=== Begin Enclosure ===

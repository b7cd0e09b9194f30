//! Telegram relay: long-polls for commands and answers with today's figures

pub mod commands;
pub mod telegram;

use std::sync::Arc;
use std::time::Duration;
use tokio::sync::watch;
use tokio::task::JoinHandle;

use crate::config::Config;
use crate::core::Counter;
use crate::error::Result;

use commands::Command;
use telegram::{TelegramClient, Update};

#[derive(Debug, Clone)]
pub struct BotConfig {
    pub token: String,
    pub admin_id: Option<String>,
    pub api_url: String,
    pub poll_timeout: u64, // seconds
    pub poll_delay: Duration,
}

impl BotConfig {
    /// `None` when no bot token is configured
    pub fn from_config(config: &Config) -> Option<Self> {
        Some(Self {
            token: config.bot_token.clone()?,
            admin_id: config.admin_id.clone(),
            api_url: config.telegram_api_url.clone(),
            poll_timeout: config.poll_timeout,
            poll_delay: Duration::from_millis(config.poll_delay_ms),
        })
    }
}

pub struct Relay {
    client: TelegramClient,
    counter: Arc<Counter>,
    admin_id: Option<String>,
    poll_timeout: u64,
    poll_delay: Duration,
    last_update_id: i64,
}

impl Relay {
    pub fn new(config: BotConfig, counter: Arc<Counter>) -> Result<Self> {
        let client = TelegramClient::new(
            &config.api_url,
            &config.token,
            Duration::from_secs(config.poll_timeout),
        )?;

        Ok(Self {
            client,
            counter,
            admin_id: config.admin_id,
            poll_timeout: config.poll_timeout,
            poll_delay: config.poll_delay,
            last_update_id: 0,
        })
    }

    pub fn last_update_id(&self) -> i64 {
        self.last_update_id
    }

    /// One getUpdates round trip. Returns how many updates were handled.
    pub async fn poll_once(&mut self) -> Result<usize> {
        let updates = self
            .client
            .get_updates(self.last_update_id + 1, self.poll_timeout)
            .await?;

        for update in &updates {
            self.last_update_id = self.last_update_id.max(update.update_id);
            self.handle(update).await;
        }
        Ok(updates.len())
    }

    async fn handle(&self, update: &Update) {
        let Some(message) = &update.message else {
            return;
        };
        let Some(command) = message.text.as_deref().and_then(Command::parse) else {
            return;
        };

        let chat_id = message.chat.id;
        tracing::debug!("Update {}: {:?} from chat {}", update.update_id, command, chat_id);

        let text = commands::reply(command, chat_id, self.admin_id.as_deref(), &self.counter);
        if let Err(e) = self.client.send_message(chat_id, &text).await {
            tracing::warn!("Failed to reply to chat {}: {}", chat_id, e);
        }
    }

    /// Poll until `shutdown` fires, waiting `poll_delay` after every cycle
    pub async fn run(mut self, mut shutdown: watch::Receiver<bool>) {
        tracing::info!("Bot polling started");

        loop {
            tokio::select! {
                _ = shutdown.changed() => break,
                result = self.poll_once() => {
                    if let Err(e) = result {
                        tracing::warn!("Polling error: {}", e);
                    }
                }
            }

            tokio::select! {
                _ = shutdown.changed() => break,
                _ = tokio::time::sleep(self.poll_delay) => {}
            }
        }

        tracing::info!("Bot polling stopped");
    }
}

/// Start the relay task, or log and skip it when the token is missing
pub fn spawn(
    config: &Config,
    counter: Arc<Counter>,
    shutdown: watch::Receiver<bool>,
) -> Option<JoinHandle<()>> {
    let Some(bot_config) = BotConfig::from_config(config) else {
        tracing::error!("TELEGRAM_BOT_TOKEN is not set, bot relay disabled");
        return None;
    };

    match Relay::new(bot_config, counter) {
        Ok(relay) => Some(tokio::spawn(relay.run(shutdown))),
        Err(e) => {
            tracing::error!("Failed to start bot relay: {}", e);
            None
        }
    }
}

=== End Enclosure ===

| WHAT THE TASK ASKS |
In the data above, each line holding "String" is to be found and copied.

| TASK RESULT |
    pub token: String,
    pub admin_id: Option<String>,
    pub api_url: String,
    admin_id: Option<String>,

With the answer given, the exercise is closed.